Elmer Food Beat remplit l’Olympia, est consacré aux victoires de la Musique et l’album s’écoule à plus de 650 000 exemplaires. La gloire, pour ces obsédés talentueux qui ont marqué plus d’une génération dans les pays francophones. Par la suite, le groupe sortira deux autres albums un brin plus sérieux (Je vais encore dormir tout seul ce soir et La vie n’est pas une opérette), où l’on découvre une plume certes plus poétique, mais creusant néanmoins le même sillon grivois et paillard sur la plupart des titres.
Vers la fin de l’année 1993, le groupe se dissout à la suite de problèmes liés au label et, il faut bien le dire, d’un essoufflement de la part des musiciens et du public qui réclame de la nouveauté. L’excellent Heureux sur scène, enregistré au cours de la dernière tournée en public mais sorti tardivement, en 97, marque la fin de la première ère, celle de tous les possibles. Ce live retranscrit la puissance et l’énergie du groupe dans son élément favori, accélérant au maximum le tempo, comme pour caser plus de chansons qu’un concert des Ramones. Un régal!

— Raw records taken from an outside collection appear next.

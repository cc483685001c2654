//! The submission boundary: the only way player intent enters the core.
//!
//! Intake checks what can be known at submission time (game state, seat,
//! ruleset, control of the referenced unit, deadlines, duplicates) and hands
//! the command to the queue. Affordability and reachability are left to the
//! validator, which sees the resolution base state.

use crate::{
    command::{CommandRecord, CommandStatus, PlayerCommand, QueuedCommand, Submission},
    content::Ruleset,
    error::{Rejection, ValidationFailure},
    game::Game,
    queue::{CommandQueue, Refused},
    types::{CommandId, PlayerId, Tick},
    world::WorldState,
};
use chrono::{DateTime, Utc};
use serde::{Deserialize, Serialize};

/// Answer returned to the submitter.
#[derive(Debug, Clone, PartialEq, Eq, Serialize, Deserialize)]
#[serde(tag = "outcome", rename_all = "snake_case")]
pub enum SubmitOutcome {
    Accepted {
        command_id: CommandId,
        target_tick: Tick,
        superseded: Option<CommandId>,
    },
    Rejected {
        command_id: CommandId,
        reason: Rejection,
    },
}

impl SubmitOutcome {
    pub fn is_accepted(&self) -> bool {
        matches!(self, Self::Accepted { .. })
    }

    pub fn command_id(&self) -> CommandId {
        match self {
            Self::Accepted { command_id, .. } | Self::Rejected { command_id, .. } => *command_id,
        }
    }
}

/// Outcome plus the audit records the caller must persist.
#[derive(Debug)]
pub struct Admission {
    pub outcome: SubmitOutcome,
    pub audit: Vec<CommandRecord>,
}

/// Everything intake needs to judge one submission.
pub struct Intake<'a> {
    pub game: &'a Game,
    /// Latest committed snapshot.
    pub latest: &'a WorldState,
    pub ruleset: &'a Ruleset,
    pub queue: &'a CommandQueue,
    pub now: DateTime<Utc>,
}

impl Intake<'_> {
    /// Earliest tick whose intake has not frozen yet.
    pub fn default_target(&self) -> Tick {
        (self.latest.tick + 1).max(self.queue.frozen_through() + 1)
    }

    pub fn submit(&self, player_id: PlayerId, submission: Submission) -> Admission {
        let target_tick = submission.target_tick.unwrap_or_else(|| self.default_target());

        if let Err(reason) = self.precheck(player_id, &submission.command, target_tick) {
            let command_id = self.queue.allocate_id();
            return self.refuse(player_id, submission.command, target_tick, command_id, reason);
        }

        let supersede = submission.supersede && self.game.config.allow_supersede;
        match self.queue.admit(
            player_id,
            submission.command.clone(),
            target_tick,
            self.now,
            supersede,
        ) {
            Ok(admitted) => {
                log::debug!(
                    "game {}: accepted command {} ({}) from player {player_id} for tick {target_tick}",
                    self.game.game_id,
                    admitted.command_id,
                    submission.command.kind_name()
                );
                let mut audit = Vec::new();
                let superseded = admitted.superseded.map(|old| {
                    let old_id = old.command_id;
                    audit.push(CommandRecord::refused(
                        target_tick,
                        old,
                        Rejection::Superseded { by: admitted.command_id },
                    ));
                    old_id
                });
                Admission {
                    outcome: SubmitOutcome::Accepted {
                        command_id: admitted.command_id,
                        target_tick,
                        superseded,
                    },
                    audit,
                }
            }
            Err(Refused { command_id, reason }) => {
                self.refuse(player_id, submission.command, target_tick, command_id, reason)
            }
        }
    }

    fn precheck(
        &self,
        player_id: PlayerId,
        command: &PlayerCommand,
        target_tick: Tick,
    ) -> Result<(), Rejection> {
        if !self.game.accepts_commands() {
            return Err(Rejection::GameNotActive);
        }
        if !self
            .latest
            .player(player_id)
            .is_some_and(|p| p.active)
        {
            return Err(Rejection::UnknownPlayer { player_id });
        }
        if !self.ruleset.allows(command.kind_name()) {
            return Err(Rejection::KindNotAllowed {
                kind: command.kind_name().to_string(),
                ruleset: self.ruleset.version.clone(),
            });
        }

        // Horizon first: a far target may have no representable deadline.
        let horizon = (self.latest.tick + 1).saturating_add(self.game.config.max_lead_ticks);
        if target_tick > horizon {
            return Err(Rejection::TargetTooFar { target_tick, horizon });
        }
        if target_tick <= self.latest.tick || self.game.clock.is_due(target_tick, self.now) {
            return Err(Rejection::LateSubmission { target_tick });
        }

        if let Some(unit_id) = command.unit_id() {
            let unit = self
                .latest
                .unit(unit_id)
                .ok_or(ValidationFailure::UnitMissing { unit_id })?;
            if unit.owner != player_id {
                return Err(ValidationFailure::NotOwner { unit_id, player_id }.into());
            }
        }
        if let PlayerCommand::Diplomacy { with, .. } = command {
            if *with == player_id || self.latest.player(*with).is_none() {
                return Err(ValidationFailure::InvalidCounterparty { other: *with }.into());
            }
        }
        Ok(())
    }

    fn refuse(
        &self,
        player_id: PlayerId,
        command: PlayerCommand,
        target_tick: Tick,
        command_id: CommandId,
        reason: Rejection,
    ) -> Admission {
        log::warn!(
            "game {}: rejected {} from player {player_id} for tick {target_tick}: {reason}",
            self.game.game_id,
            command.kind_name()
        );
        let queued = QueuedCommand {
            game_id: self.game.game_id.clone(),
            command_id,
            player_id,
            submitted_at: self.now,
            target_tick,
            status: CommandStatus::Pending,
            command,
        };
        Admission {
            outcome: SubmitOutcome::Rejected {
                command_id,
                reason: reason.clone(),
            },
            audit: vec![CommandRecord::refused(target_tick, queued, reason)],
        }
    }
}

#[cfg(test)]
mod tests {
    use super::*;
    use crate::{
        config::EngineConfig,
        content::{ContentService, StaticContent},
        game::GameStatus,
        genesis,
        hex::HexCoord,
    };
    use chrono::{Duration, TimeZone};

    struct Fixture {
        game: Game,
        world: WorldState,
        ruleset: std::sync::Arc<Ruleset>,
        queue: CommandQueue,
    }

    fn fixture() -> Fixture {
        let start = Utc.with_ymd_and_hms(2026, 3, 1, 12, 0, 0).unwrap();
        let mut game = Game::new(
            "intake".into(),
            "Intake",
            11,
            EngineConfig::default_test().game_defaults,
            start,
        );
        game.status = GameStatus::Active;
        let ruleset = StaticContent::default_test().ruleset("v1").unwrap();
        let seats: [(PlayerId, String); 2] = [(1, "red".into()), (2, "blue".into())];
        let world = genesis::generate(&game, &seats, &ruleset).unwrap();
        Fixture {
            queue: CommandQueue::new(game.game_id.clone()),
            game,
            world,
            ruleset,
        }
    }

    fn research(tech: &str) -> Submission {
        Submission::new(PlayerCommand::Research { tech: tech.into() })
    }

    fn unit_of(world: &WorldState, player: PlayerId) -> u64 {
        world.units.values().find(|u| u.owner == player).unwrap().id
    }

    #[test]
    fn accepts_owned_unit_order_for_next_tick() {
        let f = fixture();
        let intake = Intake {
            game: &f.game,
            latest: &f.world,
            ruleset: &f.ruleset,
            queue: &f.queue,
            now: f.game.clock.started_at + Duration::minutes(1),
        };
        let unit_id = unit_of(&f.world, 1);
        let admission = intake.submit(
            1,
            Submission::new(PlayerCommand::Move {
                unit_id,
                to: HexCoord::new(0, 0),
            }),
        );
        match admission.outcome {
            SubmitOutcome::Accepted { target_tick, .. } => assert_eq!(target_tick, 1),
            other => panic!("expected acceptance, got {other:?}"),
        }
        assert!(admission.audit.is_empty());
        assert_eq!(f.queue.pending(1).len(), 1);
    }

    #[test]
    fn rejects_foreign_unit_and_audits_it() {
        let f = fixture();
        let intake = Intake {
            game: &f.game,
            latest: &f.world,
            ruleset: &f.ruleset,
            queue: &f.queue,
            now: f.game.clock.started_at,
        };
        let foreign = unit_of(&f.world, 2);
        let admission = intake.submit(
            1,
            Submission::new(PlayerCommand::Build {
                unit_id: foreign,
                structure: "farm".into(),
            }),
        );
        assert!(!admission.outcome.is_accepted());
        assert_eq!(admission.audit.len(), 1);
        assert_eq!(admission.audit[0].command.status, CommandStatus::Rejected);
        assert!(f.queue.is_empty());
    }

    #[test]
    fn submission_past_deadline_is_late() {
        let f = fixture();
        let intake = Intake {
            game: &f.game,
            latest: &f.world,
            ruleset: &f.ruleset,
            queue: &f.queue,
            now: f.game.clock.freeze_deadline(1).unwrap(),
        };
        let admission = intake.submit(1, research("agriculture"));
        assert_eq!(
            admission.outcome,
            SubmitOutcome::Rejected {
                command_id: admission.outcome.command_id(),
                reason: Rejection::LateSubmission { target_tick: 1 },
            }
        );
    }

    #[test]
    fn horizon_and_inactive_game_are_enforced() {
        let mut f = fixture();
        let now = f.game.clock.started_at;
        let far = f.world.tick + 2 + f.game.config.max_lead_ticks;
        {
            let intake = Intake {
            game: &f.game,
            latest: &f.world,
            ruleset: &f.ruleset,
            queue: &f.queue,
            now,
        };
            let admission = intake.submit(1, research("agriculture").for_tick(far));
            assert!(matches!(
                admission.outcome,
                SubmitOutcome::Rejected { reason: Rejection::TargetTooFar { .. }, .. }
            ));
        }
        f.game.status = GameStatus::Paused;
        let intake = Intake {
            game: &f.game,
            latest: &f.world,
            ruleset: &f.ruleset,
            queue: &f.queue,
            now,
        };
        let admission = intake.submit(1, research("agriculture"));
        assert!(matches!(
            admission.outcome,
            SubmitOutcome::Rejected { reason: Rejection::GameNotActive, .. }
        ));
    }

    #[test]
    fn supersede_records_the_replaced_order() {
        let f = fixture();
        let intake = Intake {
            game: &f.game,
            latest: &f.world,
            ruleset: &f.ruleset,
            queue: &f.queue,
            now: f.game.clock.started_at,
        };
        let first = intake.submit(1, research("agriculture"));
        let second = intake.submit(1, research("bronze_working").superseding());
        match second.outcome {
            SubmitOutcome::Accepted { superseded, .. } => {
                assert_eq!(superseded, Some(first.outcome.command_id()))
            }
            other => panic!("expected acceptance, got {other:?}"),
        }
        assert_eq!(second.audit.len(), 1);
        assert_eq!(
            second.audit[0].rejection,
            Some(Rejection::Superseded {
                by: second.outcome.command_id()
            })
        );
    }
}
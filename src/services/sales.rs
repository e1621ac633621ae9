//! Sales service

use std::sync::Arc;

use uuid::Uuid;
use validator::Validate;

use crate::{
    error::AppResult,
    models::sale::{CreateSale, Sale},
    repository::Repository,
    services::{lifecycle::Clock, non_empty},
};

#[derive(Clone)]
pub struct SalesService {
    repository: Repository,
    clock: Arc<dyn Clock>,
}

impl SalesService {
    pub fn new(repository: Repository, clock: Arc<dyn Clock>) -> Self {
        Self { repository, clock }
    }

    /// Record a sale
    pub async fn create(&self, data: CreateSale) -> AppResult<Sale> {
        data.validate()?;

        let sale = Sale {
            id: Uuid::new_v4(),
            client_id: data.client_id,
            book_id: data.book_id,
            bookstore_id: data.bookstore_id,
            amount: data.amount,
            sale_date: data.sale_date.unwrap_or_else(|| self.clock.now()),
        };
        self.repository.sales.create(&sale).await
    }

    /// Get sale by ID
    pub async fn get_by_id(&self, id: Uuid) -> AppResult<Sale> {
        self.repository.sales.get_by_id(id).await
    }

    /// Sales made to a client
    pub async fn list_by_client(&self, client_id: Uuid) -> AppResult<Vec<Sale>> {
        non_empty(
            self.repository.sales.list_by_client(client_id).await?,
            "No sales found for this client",
        )
    }

    /// Sales made by a bookstore
    pub async fn list_by_bookstore(&self, bookstore_id: Uuid) -> AppResult<Vec<Sale>> {
        non_empty(
            self.repository.sales.list_by_bookstore(bookstore_id).await?,
            "No sales found for this bookstore",
        )
    }
}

Il faudra attendre l’année 2006 pour retrouver nos cinq garçons dans le vent sur les routes, puis en studio en 2010, 2013 et 2016. Mais pour votre serviteur, amoureux des premières fois, la magie des débuts s’est enfuie telle la biche qui a entendu le fusil au loin. Reste le souvenir et la vraie nouveauté.
Expliquer pourquoi j’aime Elmer Food Beat à de jeunes ados m’enverrait sûrement au tribunal, tant les allusions sont franches et l’époque a changé. Aujourd’hui, parler publiquement de sexe sans avoir fait signer de décharge équivaut à rouler bourré sans ceinture devant un commissariat.
Lisez San Antonio, écoutez Elmer Food Beat et dites-vous que la vie est courte, mais funky. Joyeux Noël!